---------- Data for this exercise

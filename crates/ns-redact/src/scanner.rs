//! Residual-date leak scanner.
//!
//! The last line of defense before any submission: after the system's
//! own bracketed tokens are removed from consideration, any remaining
//! absolute-date-shaped text is counted, and a non-zero count blocks
//! the operation. Fail-closed, not fail-open.

use once_cell::sync::Lazy;
use regex::Regex;
use serde::{Deserialize, Serialize};

// The system's own tokens: `[HEAD]` or `[HEAD: payload]` with an
// all-uppercase head (markers, date tokens, header tokens). Stripped
// before counting so they can never trigger a false positive.
static BRACKET_TOKEN: Lazy<Regex> =
    Lazy::new(|| Regex::new(r"\[[A-Z][A-Z0-9 _/+-]*(?::[^\[\]]*)?\]").unwrap());

static ISO_DATE: Lazy<Regex> =
    Lazy::new(|| Regex::new(r"\b\d{4}[-/]\d{1,2}[-/]\d{1,2}\b").unwrap());

static NUMERIC_DATE: Lazy<Regex> =
    Lazy::new(|| Regex::new(r"\b\d{1,2}[-/]\d{1,2}[-/]\d{2,4}\b").unwrap());

static MONTH_NAME_DATE: Lazy<Regex> = Lazy::new(|| {
    Regex::new(
        r"(?i)\b(?:(?:jan|feb|mar|apr|may|jun|jul|aug|sep|oct|nov|dec)[a-z]*\.?\s+\d{1,2}(?:st|nd|rd|th)?\s*,?\s*\d{4}|\d{1,2}[-\s](?:jan|feb|mar|apr|may|jun|jul|aug|sep|oct|nov|dec)[a-z]*\.?[-\s,]\s*\d{2,4})\b",
    )
    .unwrap()
});

/// Result of one leak scan. Transient; recomputed on demand.
#[derive(Debug, Clone, Copy, PartialEq, Eq, Serialize, Deserialize)]
pub struct LeakScanResult {
    /// Total residual date-shaped matches. Any non-zero value blocks
    /// submission.
    pub count: usize,
    /// ISO-shaped matches.
    pub iso: usize,
    /// US-numeric-shaped matches.
    pub numeric: usize,
    /// Month-name-shaped matches.
    pub month_name: usize,
}

impl LeakScanResult {
    /// True when the text is safe to submit.
    pub fn is_clean(&self) -> bool {
        self.count == 0
    }
}

/// Count residual absolute-date-shaped text outside recognized tokens.
///
/// Pure and side-effect free; cheap enough to re-run on every submit.
pub fn scan(text: &str) -> LeakScanResult {
    // replace rather than delete, so stripping can never splice two
    // innocent fragments into something date-shaped in a way that
    // hides text from the counters
    let stripped = BRACKET_TOKEN.replace_all(text, " ");

    let iso = ISO_DATE.find_iter(&stripped).count();
    let numeric = NUMERIC_DATE.find_iter(&stripped).count();
    let month_name = MONTH_NAME_DATE.find_iter(&stripped).count();

    LeakScanResult {
        count: iso + numeric + month_name,
        iso,
        numeric,
        month_name,
    }
}
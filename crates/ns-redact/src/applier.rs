//! Redaction applier.

use ns_common::{sort_spans, DetectionSpan, PhiLabel, SpanId};
use ns_temporal::{format_offset, parse_date, TemporalAnchor};
use serde::{Deserialize, Serialize};
use tracing::debug;

/// Options for one redaction run.
#[derive(Debug, Clone, Default, Serialize, Deserialize)]
pub struct RedactionOptions {
    /// Replace date spans with anchored relative-offset tokens instead
    /// of a generic marker.
    pub translate_dates: bool,

    /// The episode anchor; required for date translation.
    pub anchor: Option<TemporalAnchor>,
}

impl RedactionOptions {
    /// Generic markers only.
    pub fn generic() -> Self {
        RedactionOptions::default()
    }

    /// Translate dates against `anchor`.
    pub fn anchored(anchor: TemporalAnchor) -> Self {
        RedactionOptions {
            translate_dates: true,
            anchor: Some(anchor),
        }
    }
}

/// A per-span note attached to the outcome (e.g. an unparseable date).
#[derive(Debug, Clone, Serialize, Deserialize)]
pub struct SpanWarning {
    /// Span the warning belongs to.
    pub id: SpanId,
    /// Its label.
    pub label: PhiLabel,
    /// What happened. Never contains the span's text.
    pub message: String,
}

/// Result of one redaction run.
#[derive(Debug, Clone, Serialize, Deserialize)]
pub struct RedactionOutcome {
    /// The redacted text.
    pub text: String,
    /// Per-span processing notes.
    pub warnings: Vec<SpanWarning>,
    /// Replacement operations applied.
    pub applied: usize,
    /// Spans dropped as invalid (out of bounds or off-boundary).
    pub skipped: usize,
}

struct Replacement {
    start: usize,
    end: usize,
    marker: String,
}

/// Apply the finalized span set to `text`.
///
/// Overlapping spans are clustered and each cluster is replaced over
/// its full union range (a partial overlap never leaves an unredacted
/// tail). Replacements are then spliced in descending-start order, so
/// an earlier replacement can never invalidate the offsets of spans
/// still to be processed. Invalid spans are skipped, never a panic.
pub fn apply(text: &str, spans: &[DetectionSpan], options: &RedactionOptions) -> RedactionOutcome {
    let mut warnings = Vec::new();
    let mut skipped = 0usize;

    let mut valid: Vec<DetectionSpan> = Vec::with_capacity(spans.len());
    for span in spans {
        if span.slice(text).is_none() {
            debug!(
                start = span.start,
                end = span.end,
                label = %span.label,
                "skipping out-of-bounds span"
            );
            skipped += 1;
            continue;
        }
        valid.push(span.clone());
    }
    sort_spans(&mut valid);

    // cluster transitively-overlapping spans; the marker comes from the
    // highest-confidence member, the range covers the whole cluster
    let mut replacements: Vec<Replacement> = Vec::new();
    let mut iter = valid.into_iter();
    if let Some(first) = iter.next() {
        let mut start = first.start;
        let mut end = first.end;
        let mut lead = first;
        for span in iter {
            if span.start < end {
                end = end.max(span.end);
                if span.confidence > lead.confidence {
                    lead = span;
                }
            } else {
                replacements.push(replacement(text, start, end, &lead, options, &mut warnings));
                start = span.start;
                end = span.end;
                lead = span;
            }
        }
        replacements.push(replacement(text, start, end, &lead, options, &mut warnings));
    }

    let applied = replacements.len();
    let mut out = text.to_string();
    for rep in replacements.iter().rev() {
        out.replace_range(rep.start..rep.end, &rep.marker);
    }

    RedactionOutcome {
        text: out,
        warnings,
        applied,
        skipped,
    }
}

fn replacement(
    text: &str,
    start: usize,
    end: usize,
    lead: &DetectionSpan,
    options: &RedactionOptions,
    warnings: &mut Vec<SpanWarning>,
) -> Replacement {
    let marker = marker_for(&text[start..end], lead, options, warnings);
    Replacement { start, end, marker }
}

fn marker_for(
    raw: &str,
    span: &DetectionSpan,
    options: &RedactionOptions,
    warnings: &mut Vec<SpanWarning>,
) -> String {
    match span.label {
        PhiLabel::Date => {
            if !options.translate_dates {
                return "[DATE REDACTED]".to_string();
            }
            let Some(anchor) = options.anchor else {
                warnings.push(SpanWarning {
                    id: span.id.clone(),
                    label: span.label,
                    message: "date translation requested without an anchor".to_string(),
                });
                return "[DATE REDACTED]".to_string();
            };
            let parsed = parse_date(raw);
            match parsed.date {
                Some(date) => {
                    let token = format!("[DATE: {} DAYS]", format_offset(anchor.offset_to(date)));
                    if let Some(note) = parsed.warning {
                        warnings.push(SpanWarning {
                            id: span.id.clone(),
                            label: span.label,
                            message: note,
                        });
                    }
                    token
                }
                None => {
                    // cannot anchor: emit the non-reversible marker,
                    // never the raw text
                    warnings.push(SpanWarning {
                        id: span.id.clone(),
                        label: span.label,
                        message: parsed
                            .warning
                            .unwrap_or_else(|| "unparseable date".to_string()),
                    });
                    "[DATE REDACTED]".to_string()
                }
            }
        }
        PhiLabel::Email => "[EMAIL REDACTED]".to_string(),
        PhiLabel::Phone => "[PHONE REDACTED]".to_string(),
        PhiLabel::Ssn => "[SSN REDACTED]".to_string(),
        PhiLabel::Mrn => "[MRN REDACTED]".to_string(),
        PhiLabel::Account => "[ACCOUNT REDACTED]".to_string(),
        PhiLabel::Url => "[URL REDACTED]".to_string(),
        PhiLabel::Ip => "[IP REDACTED]".to_string(),
        PhiLabel::Provider => "[PROVIDER REDACTED]".to_string(),
        PhiLabel::Name => "[NAME REDACTED]".to_string(),
        PhiLabel::Other => "[PHI REDACTED]".to_string(),
    }
}
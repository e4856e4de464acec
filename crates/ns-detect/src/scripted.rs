//! Scripted model detector for tests and integration harnesses.
//!
//! Plays back canned span batches on a worker thread, checking the
//! cancel flag between emissions, then ends with a done or error event.
//! This is the in-process stand-in for the real external detector.

use crate::model::{ModelDetector, ModelEvent, ModelSession};
use ns_common::{DetectionSpan, MergePolicy, PhiLabel, SpanSource};
use std::sync::atomic::{AtomicBool, Ordering};
use std::sync::mpsc;
use std::sync::Arc;
use std::thread;
use std::time::Duration;

/// Compact span description for scripting: (label, start, end, confidence).
pub type SpanSpec = (PhiLabel, usize, usize, f64);

/// Playback detector: emits the configured batches, then terminates.
#[derive(Debug, Clone, Default)]
pub struct ScriptedModelDetector {
    batches: Vec<Vec<SpanSpec>>,
    fail_with: Option<String>,
    batch_delay: Option<Duration>,
}

impl ScriptedModelDetector {
    /// Detector that emits `batches` then a `Done` with their union.
    pub fn with_batches(batches: Vec<Vec<SpanSpec>>) -> Self {
        ScriptedModelDetector {
            batches,
            fail_with: None,
            batch_delay: None,
        }
    }

    /// Detector that emits `batches` then fails with `reason`.
    pub fn failing_after(batches: Vec<Vec<SpanSpec>>, reason: impl Into<String>) -> Self {
        ScriptedModelDetector {
            batches,
            fail_with: Some(reason.into()),
            batch_delay: None,
        }
    }

    /// Detector that fails immediately.
    pub fn failing(reason: impl Into<String>) -> Self {
        Self::failing_after(Vec::new(), reason)
    }

    /// Sleep between batches, to exercise cancellation windows.
    pub fn with_batch_delay(mut self, delay: Duration) -> Self {
        self.batch_delay = Some(delay);
        self
    }
}

impl ModelDetector for ScriptedModelDetector {
    fn start(&self, _text: &str, _policy: &MergePolicy) -> ModelSession {
        let (tx, rx) = mpsc::channel();
        let cancelled = Arc::new(AtomicBool::new(false));
        let flag = cancelled.clone();
        let batches = self.batches.clone();
        let fail_with = self.fail_with.clone();
        let batch_delay = self.batch_delay;

        thread::spawn(move || {
            let mut emitted: Vec<DetectionSpan> = Vec::new();
            for batch in batches {
                if flag.load(Ordering::Relaxed) {
                    return;
                }
                if let Some(delay) = batch_delay {
                    thread::sleep(delay);
                }
                if flag.load(Ordering::Relaxed) {
                    return;
                }
                let spans: Vec<DetectionSpan> = batch
                    .into_iter()
                    .filter_map(|(label, start, end, confidence)| {
                        DetectionSpan::try_new(label, start, end, confidence, SpanSource::Model)
                    })
                    .collect();
                emitted.extend(spans.iter().cloned());
                if tx.send(ModelEvent::Batch(spans)).is_err() {
                    return;
                }
            }
            if flag.load(Ordering::Relaxed) {
                return;
            }
            let terminal = match fail_with {
                Some(reason) => ModelEvent::Error(reason),
                None => ModelEvent::Done(emitted),
            };
            let _ = tx.send(terminal);
        });

        ModelSession::new(rx, cancelled)
    }
}

#[cfg(test)]
mod tests {
    use super::*;

    fn policy() -> MergePolicy {
        MergePolicy::default()
    }

    #[test]
    fn test_batches_then_done() {
        let detector = ScriptedModelDetector::with_batches(vec![
            vec![(PhiLabel::Name, 0, 4, 0.7)],
            vec![(PhiLabel::Date, 10, 20, 0.6)],
        ]);
        let session = detector.start("irrelevant", &policy());

        let mut batches = 0;
        loop {
            match session.next_event() {
                Some(ModelEvent::Batch(spans)) => {
                    assert!(!spans.is_empty());
                    assert!(spans.iter().all(|s| s.source == SpanSource::Model));
                    batches += 1;
                }
                Some(ModelEvent::Done(all)) => {
                    assert_eq!(all.len(), 2);
                    break;
                }
                other => panic!("unexpected event: {:?}", other),
            }
        }
        assert_eq!(batches, 2);
    }

    #[test]
    fn test_error_terminal() {
        let detector = ScriptedModelDetector::failing("model unavailable");
        let session = detector.start("text", &policy());
        match session.next_event() {
            Some(ModelEvent::Error(reason)) => assert_eq!(reason, "model unavailable"),
            other => panic!("expected error, got {:?}", other),
        }
    }

    #[test]
    fn test_invalid_specs_filtered() {
        let detector = ScriptedModelDetector::with_batches(vec![vec![
            (PhiLabel::Name, 5, 5, 0.9),
            (PhiLabel::Name, 8, 2, 0.9),
            (PhiLabel::Name, 0, 3, 0.9),
        ]]);
        let session = detector.start("text", &policy());
        match session.next_event() {
            Some(ModelEvent::Batch(spans)) => assert_eq!(spans.len(), 1),
            other => panic!("expected batch, got {:?}", other),
        }
    }

    #[test]
    fn test_cancel_stops_emission() {
        let detector = ScriptedModelDetector::with_batches(vec![
            vec![(PhiLabel::Name, 0, 4, 0.7)],
            vec![(PhiLabel::Name, 5, 9, 0.7)],
        ])
        .with_batch_delay(Duration::from_millis(50));
        let session = detector.start("text", &policy());
        session.cancel();

        // after cancellation the producer stops; the channel closes
        // without a terminal event
        let mut saw_terminal = false;
        while let Some(event) = session.next_event() {
            if matches!(event, ModelEvent::Done(_) | ModelEvent::Error(_)) {
                saw_terminal = true;
            }
        }
        assert!(!saw_terminal);
        assert!(session.is_cancelled());
    }
}
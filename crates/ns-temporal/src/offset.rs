//! Anchored day offsets.

use chrono::{Duration, NaiveDate, NaiveTime};
use once_cell::sync::Lazy;
use serde::{Deserialize, Serialize};

/// Milliseconds in one day.
pub const MS_PER_DAY: i64 = 86_400_000;

// Both dates are pinned to the same fixed time-of-day before
// differencing, so daylight-saving shifts or midnight rounding can
// never skew the day count.
static NOON: Lazy<NaiveTime> = Lazy::new(|| NaiveTime::from_hms_opt(12, 0, 0).unwrap());

/// The fixed reference date for one episode/bundle. All other dates in
/// the bundle are expressed relative to it.
#[derive(Debug, Clone, Copy, PartialEq, Eq, Serialize, Deserialize)]
pub struct TemporalAnchor {
    /// Index date (e.g. the index procedure date).
    pub index_date: NaiveDate,
}

impl TemporalAnchor {
    /// Anchor at the given index date.
    pub fn new(index_date: NaiveDate) -> Self {
        TemporalAnchor { index_date }
    }

    /// Signed day offset from the anchor to `target`.
    pub fn offset_to(&self, target: NaiveDate) -> i64 {
        offset_days(self.index_date, target)
    }
}

/// Signed day count from `anchor` to `target`.
pub fn offset_days(anchor: NaiveDate, target: NaiveDate) -> i64 {
    let anchor_ms = anchor.and_time(*NOON).and_utc().timestamp_millis();
    let target_ms = target.and_time(*NOON).and_utc().timestamp_millis();
    ((target_ms - anchor_ms) as f64 / MS_PER_DAY as f64).round() as i64
}

/// Render a day offset as `T+n` / `T-n`.
///
/// `n` is the absolute value; zero always renders `T+0`.
pub fn format_offset(days: i64) -> String {
    if days < 0 {
        format!("T-{}", days.unsigned_abs())
    } else {
        format!("T+{}", days)
    }
}

/// `date + n` days, `None` on calendar overflow.
pub fn add_days(date: NaiveDate, days: i64) -> Option<NaiveDate> {
    date.checked_add_signed(Duration::days(days))
}
//! Pipeline-level error types.

use thiserror::Error;

/// Result type for pipeline operations.
pub type Result<T> = std::result::Result<T, PipelineError>;

/// Errors surfaced at the pipeline boundary.
///
/// Detector failures never appear here: they degrade to pattern-only
/// results and are reported through the session's model status.
#[derive(Error, Debug)]
pub enum PipelineError {
    /// The bundle anchor date could not be resolved.
    #[error("invalid anchor date: {0}")]
    InvalidAnchor(String),

    /// A session edit failed.
    #[error(transparent)]
    Merge(#[from] ns_merge::MergeError),

    /// Bundle assembly or submission failed.
    #[error(transparent)]
    Bundle(#[from] ns_bundle::BundleError),
}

--------------------

> [Exercise]:
In the data above, how many lines hold the word "Ordering"? Give only the number.

> [Task solution]:
4